Like Thurgood Marshall: Justice for All , which St. Louis University School of Law professor Goldman coauthored, this is not a biography but a miscellany: 12 previously published essays, mainly by former law clerks, reflecting on the vastly influential Supreme Court justice who served from 1956 to 1990; a competent, medium-length piece elucidating Brennan's jurisprudence; and the texts of 15 major opinions, both dissents and concurrences, that Brennan authored. The collection provides worthy material for Court watchers: Appeals Court Judge Abner Mikva labels the justice not liberal but ``Brennanist,'' meaning one who influences colleagues and builds coalitions; former clerks uniformly attest to his integrity and concern for others; Brennan's major opinions--in 1960s cases regarding freedom of the press, ``one man one vote'' reapportionment and due process regarding government benefits--emerged from the Warren Court's center. However, this book lacks substantive reflections by Brennan and a biographical report on the forces shaping his life. Gallen coauthored Remembering Malcolm. (Sept.)
Associate Justice William J. Brennan Jr. served on the U.S. Supreme Court for over 30 years, the third longest tenure in the history of the Court. During the turbulent days from the mid-1950s to the early 1990s, Justice Brennan clearly established himself as an ardent and persuasive champion of individual liberty. As a result, he became perhaps the greatest civil libertarian in the history of the Court and also one of the most influential (and often controversial) Americans of the post-World War II era. This is the thesis of Goldman and Gallen's analysis, in effect an encomium, of the life and times of Justice Brennan. The authors focus especially on Justice Brennan's jurisprudence, which stretched from the First Amendment to the Fourteenth, from obscenity in the late 1950s to gender discrimination and flag burning in the 1980s and 1990s. In addition, they include some moving tributes to Brennan upon his retirement, tributes that show the man inside the judicial black robe.
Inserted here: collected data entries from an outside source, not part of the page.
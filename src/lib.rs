//! Incremental structural merge and reparenting.
//!
//! Two cores share this crate. The merge side folds streamed rule-block
//! snippets into an existing document with last-write-wins semantics per
//! key (CSS is the built-in strategy). The tree side classifies pointer
//! positions into placement intents and applies them as cycle-safe
//! reparents over a flat, id-keyed node store.
//!
//! Layering follows dependency direction: `domain` is pure logic,
//! `application` services orchestrate it over I/O boundary traits,
//! `infrastructure` provides the real implementations, `cli` is the thin
//! command surface.

pub mod application;
pub mod cli;
pub mod config;
pub mod domain;
pub mod exitcode;
pub mod infrastructure;
pub mod util;

pub use config::Settings;
pub use domain::{
    reparent, DragSession, DropZoneClassifier, HierarchyError, HierarchyStore, MergeError,
    MergeRegistry, MergeStrategy, NodeRecord, Placement, PlacementIntent, PointerPos, TargetRect,
};
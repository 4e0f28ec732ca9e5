//! Tests for the merge registry and the CSS strategy

use std::sync::Arc;

use snipsplicer::domain::{MergeError, MergeRegistry, MergeStrategy};

#[test]
fn given_duplicate_selector_when_merging_then_last_write_wins_at_its_own_position() {
    // Arrange
    let registry = MergeRegistry::with_defaults();
    let current = ".a {\n  x: 1;\n}\n\n.b {\n  y: 1;\n}";

    // Act
    let merged = registry.merge("css", current, ".a { x: 2; }").unwrap();

    // Assert - the re-emitted selector moves to the end, .b keeps its spot
    assert_eq!(merged, ".b {\n  y: 1;\n}\n\n.a {\n  x: 2;\n}");
}

#[test]
fn given_new_selector_when_merging_then_it_is_appended() {
    // Arrange
    let registry = MergeRegistry::with_defaults();

    // Act
    let merged = registry
        .merge("css", ".a { x: 1; }", ".b { y: 2; }")
        .unwrap();

    // Assert
    assert_eq!(merged, ".a {\n  x: 1;\n}\n\n.b {\n  y: 2;\n}");
}

#[test]
fn given_empty_body_when_merging_then_selector_is_emptied_not_deleted() {
    // Arrange
    let registry = MergeRegistry::with_defaults();

    // Act
    let merged = registry
        .merge("css", ".card { color: red; }", ".card { }")
        .unwrap();

    // Assert - the block survives with no declarations
    assert_eq!(merged, ".card {\n\n}");
}

#[test]
fn given_merged_text_when_merging_empty_snippet_then_output_is_stable() {
    // Arrange
    let registry = MergeRegistry::with_defaults();
    let first = registry
        .merge("css", ".a { x: 1; }\n.b { y: 1; }", ".a { x: 2; }")
        .unwrap();

    // Act
    let second = registry.merge("css", &first, "").unwrap();

    // Assert - a no-op merge neither reorders nor rewrites
    assert_eq!(second, first);
}

#[test]
fn given_at_rule_when_merging_then_it_is_one_opaque_block() {
    // Arrange
    let registry = MergeRegistry::with_defaults();
    let current = ".x { a: 1; }\n\n@media (max-width: 600px) { .y { b: 2; } }";

    // Act - re-emitting the at-rule replaces it wholesale
    let merged = registry
        .merge(
            "css",
            current,
            "@media (max-width: 600px) { .y { b: 3; } }",
        )
        .unwrap();

    // Assert
    assert_eq!(merged.matches("@media (max-width: 600px)").count(), 1);
    assert!(merged.contains("b: 3"));
    assert!(!merged.contains("b: 2"));
    assert!(merged.contains(".x"));
}

#[test]
fn given_truncated_snippet_when_merging_then_complete_blocks_still_land() {
    // Arrange
    let registry = MergeRegistry::with_defaults();

    // Act - the second block never closes its brace
    let merged = registry
        .merge("css", ".a { x: 1; }", ".b { y: 2; } .c { z: 3;")
        .unwrap();

    // Assert - .b merged, the broken .c tail is dropped silently
    assert_eq!(merged, ".a {\n  x: 1;\n}\n\n.b {\n  y: 2;\n}");
}

#[test]
fn given_empty_current_text_when_merging_then_snippet_becomes_the_document() {
    // Arrange
    let registry = MergeRegistry::with_defaults();

    // Act
    let merged = registry.merge("css", "", ".a { x: 1; }").unwrap();

    // Assert
    assert_eq!(merged, ".a {\n  x: 1;\n}");
}

#[test]
fn given_complex_selectors_when_merging_then_the_full_head_is_the_key() {
    // Arrange - combinators and selector lists are opaque key text
    let registry = MergeRegistry::with_defaults();
    let current = "div > .button { color: red; }\n.container, .box { margin: 10px; }";

    // Act
    let merged = registry
        .merge("css", current, "div > .button { background: blue; }")
        .unwrap();

    // Assert - the grouped rule is untouched, the combinator rule is replaced
    assert_eq!(
        merged,
        ".container, .box {\n  margin: 10px;\n}\n\ndiv > .button {\n  background: blue;\n}"
    );
}

#[test]
fn given_scss_and_less_tags_when_resolving_then_css_strategy_answers() {
    // Arrange
    let registry = MergeRegistry::with_defaults();

    // Act / Assert
    assert_eq!(registry.strategy("scss").unwrap().language(), "css");
    assert_eq!(registry.strategy("less").unwrap().language(), "css");
    assert_eq!(registry.strategy("CSS").unwrap().language(), "css");
    assert!(registry.strategy("toml").is_none());
}

#[test]
fn given_unknown_language_when_merging_then_error_names_the_tag() {
    // Arrange
    let registry = MergeRegistry::with_defaults();

    // Act
    let err = registry.merge("toml", "", "x = 1").unwrap_err();

    // Assert
    assert_eq!(err, MergeError::UnknownLanguage("toml".to_string()));
}

struct AppendMerge;

impl MergeStrategy for AppendMerge {
    fn language(&self) -> &str {
        "log"
    }

    fn merge(&self, current: &str, incoming: &str) -> Result<String, MergeError> {
        Ok(format!("{current}{incoming}"))
    }

    fn prompt_instructions(&self) -> &str {
        "Emit plain lines; they are appended verbatim."
    }
}

#[test]
fn given_custom_strategy_when_registered_then_it_dispatches_alongside_builtins() {
    // Arrange
    let mut registry = MergeRegistry::with_defaults();
    registry.register(Arc::new(AppendMerge));

    // Act
    let merged = registry.merge("log", "one\n", "two\n").unwrap();

    // Assert
    assert_eq!(merged, "one\ntwo\n");
    assert_eq!(registry.languages(), vec!["css", "log"]);
}

struct RejectingMerge;

impl MergeStrategy for RejectingMerge {
    fn language(&self) -> &str {
        "html"
    }

    fn merge(&self, _current: &str, _incoming: &str) -> Result<String, MergeError> {
        Err(MergeError::Strategy {
            language: "html".to_string(),
            message: "fragment has no insertion point".to_string(),
        })
    }

    fn prompt_instructions(&self) -> &str {
        "Emit complete elements only."
    }
}

#[test]
fn given_strategy_failure_when_merging_then_error_reaches_the_caller() {
    // Arrange
    let mut registry = MergeRegistry::with_defaults();
    registry.register(Arc::new(RejectingMerge));

    // Act
    let err = registry
        .merge("html", "<ul></ul>", "<li>x</li>")
        .unwrap_err();

    // Assert - dispatch adds nothing on top of the strategy's own error
    assert_eq!(
        err,
        MergeError::Strategy {
            language: "html".to_string(),
            message: "fragment has no insertion point".to_string(),
        }
    );
    assert_eq!(
        err.to_string(),
        "merge strategy for 'html' failed: fragment has no insertion point"
    );
}

#[test]
fn given_default_registry_when_building_instructions_then_each_language_has_a_section() {
    // Arrange
    let mut registry = MergeRegistry::with_defaults();
    registry.register(Arc::new(AppendMerge));

    // Act
    let doc = registry.prompt_instructions();

    // Assert - shared preamble first, then every strategy's rules
    assert!(doc.starts_with("Reply with fenced code snippets"));
    assert!(doc.contains("selector { property: value; }"));
    assert!(doc.contains("appended verbatim"));
}
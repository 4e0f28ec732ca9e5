//! Application services
//!
//! Concrete service implementations that orchestrate domain logic.
//! Services depend on the I/O boundary traits but are themselves concrete
//! structs, not traits.

mod merge;
mod snapshot;

pub use merge::MergeService;
pub use snapshot::{SnapshotService, TreeSnapshot};
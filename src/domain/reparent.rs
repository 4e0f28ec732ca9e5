//! Cycle-safe reparenting over an id-keyed topology.
//!
//! The engine is generic over [`Topology`] so it can drive any structure
//! that exposes children/parent relations by id, not just the built-in
//! [`crate::domain::hierarchy::HierarchyStore`].

use std::collections::HashSet;

use tracing::debug;

use crate::domain::error::{HierarchyError, HierarchyResult};
use crate::domain::hierarchy::NodeId;
use crate::domain::placement::{Placement, PlacementIntent};

/// Structural access the reparent engine needs.
///
/// Implementors expose id-keyed relations; the engine never touches payloads
/// or rendering. The mutators are only called once every precondition has
/// passed, so implementations need no rollback story.
pub trait Topology {
    /// Whether `id` names a node.
    fn contains(&self, id: &str) -> bool;

    /// Total node count, bounding the descendant walk.
    fn node_count(&self) -> usize;

    /// Ordered child ids of `id`. Empty for leaves and unknown ids.
    fn children_of(&self, id: &str) -> &[NodeId];

    /// Parent of `id`. None for roots and unknown ids.
    fn parent_of(&self, id: &str) -> Option<&NodeId>;

    /// Remove `id` from its parent's child list, making it a root.
    fn detach(&mut self, id: &str);

    /// Append `child` as the last child of `parent`.
    fn append_child(&mut self, parent: &str, child: &str);

    /// Splice `child` into `parent`'s child list at `index`.
    fn insert_child_at(&mut self, parent: &str, index: usize, child: &str);
}

/// Whether `candidate` lies inside the subtree rooted at `ancestor`.
///
/// The walk carries a visited set and stops once it has seen as many nodes
/// as the topology holds, so even a corrupted graph with a reference loop
/// terminates instead of hanging.
pub fn is_descendant<T: Topology + ?Sized>(tree: &T, ancestor: &str, candidate: &str) -> bool {
    let bound = tree.node_count();
    let mut visited: HashSet<NodeId> = HashSet::new();
    let mut stack: Vec<NodeId> = tree.children_of(ancestor).to_vec();

    while let Some(current) = stack.pop() {
        if current == candidate {
            return true;
        }
        if visited.len() >= bound {
            break;
        }
        if visited.insert(current.clone()) {
            stack.extend(tree.children_of(&current).iter().cloned());
        }
    }
    false
}

/// Move `source` relative to `intent.anchor`, or reject without mutating.
///
/// Precondition order is part of the contract: unknown ids first, then the
/// self-move check, then the cycle guard, then (for sibling placements) the
/// root check. Nothing is written until all of them pass, so a rejected
/// move leaves the topology exactly as it was.
pub fn reparent<T: Topology>(
    tree: &mut T,
    source: &str,
    intent: &PlacementIntent,
) -> HierarchyResult<()> {
    let anchor = intent.anchor.as_str();

    if !tree.contains(source) {
        return Err(HierarchyError::UnknownNode(source.to_string()));
    }
    if !tree.contains(anchor) {
        return Err(HierarchyError::UnknownNode(anchor.to_string()));
    }
    if source == anchor {
        return Err(HierarchyError::SelfMove(source.to_string()));
    }
    if is_descendant(tree, source, anchor) {
        return Err(HierarchyError::CycleBlocked {
            source_id: source.to_string(),
            target_id: anchor.to_string(),
        });
    }

    match intent.kind {
        Placement::Into => {
            tree.detach(source);
            tree.append_child(anchor, source);
        }
        Placement::Before | Placement::After => {
            let parent = match tree.parent_of(anchor) {
                Some(parent) => parent.clone(),
                None => return Err(HierarchyError::RootSibling(anchor.to_string())),
            };

            // Splice point is computed before the detach; pulling the source
            // out of the same sibling list shifts the anchor left by one.
            let (anchor_at, source_at) = {
                let siblings = tree.children_of(&parent);
                let anchor_at = match siblings.iter().position(|child| child == anchor) {
                    Some(at) => at,
                    None => return Err(HierarchyError::UnknownNode(anchor.to_string())),
                };
                let source_at = siblings.iter().position(|child| child == source);
                (anchor_at, source_at)
            };

            let mut index = anchor_at;
            if intent.kind == Placement::After {
                index += 1;
            }
            if let Some(at) = source_at {
                if at < index {
                    index -= 1;
                }
            }

            tree.detach(source);
            tree.insert_child_at(&parent, index, source);
        }
    }

    debug!(source, anchor, kind = %intent.kind, "reparent applied");
    Ok(())
}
This surely won't be the last word on Brennan, but to this point it's one of the best. Highly recommended for all libraries.-Stephen Shaw, Northwest Nazarene Coll., Nampa, Id.
Justice Brennan's enduring Supreme Court legacy will be his strengthening of Americans' civil rights and liberties. Goldman and Gallen focus on his most prominent judgments and also show his rarely manifested personal qualities. Their book is divided into three sections. In the first, consisting of reflections on Brennan, two of Brennan's most prominent colleagues--Justices Marshall and White--pay tribute, as do other judges and some journalists, including Nat Hentoff, whose "Playboy" interview of Brennan is especially revealing and moving. The Goldman and Gallen essay that makes up the book's second part clearly describes how Brennan opinions enhanced particular freedoms; for example, to cite just two, his majority opinion in "New York Times" v. "Sullivan", which has been called "perhaps the most important free speech opinion ever written," and the majority opinion in "Craig" v. "Boren", which struck down gender discrimination. The third and longest part contains the actual texts of Brennan's most influential arguments, those mentioned above and 10 others. A fitting celebration of the judge's work.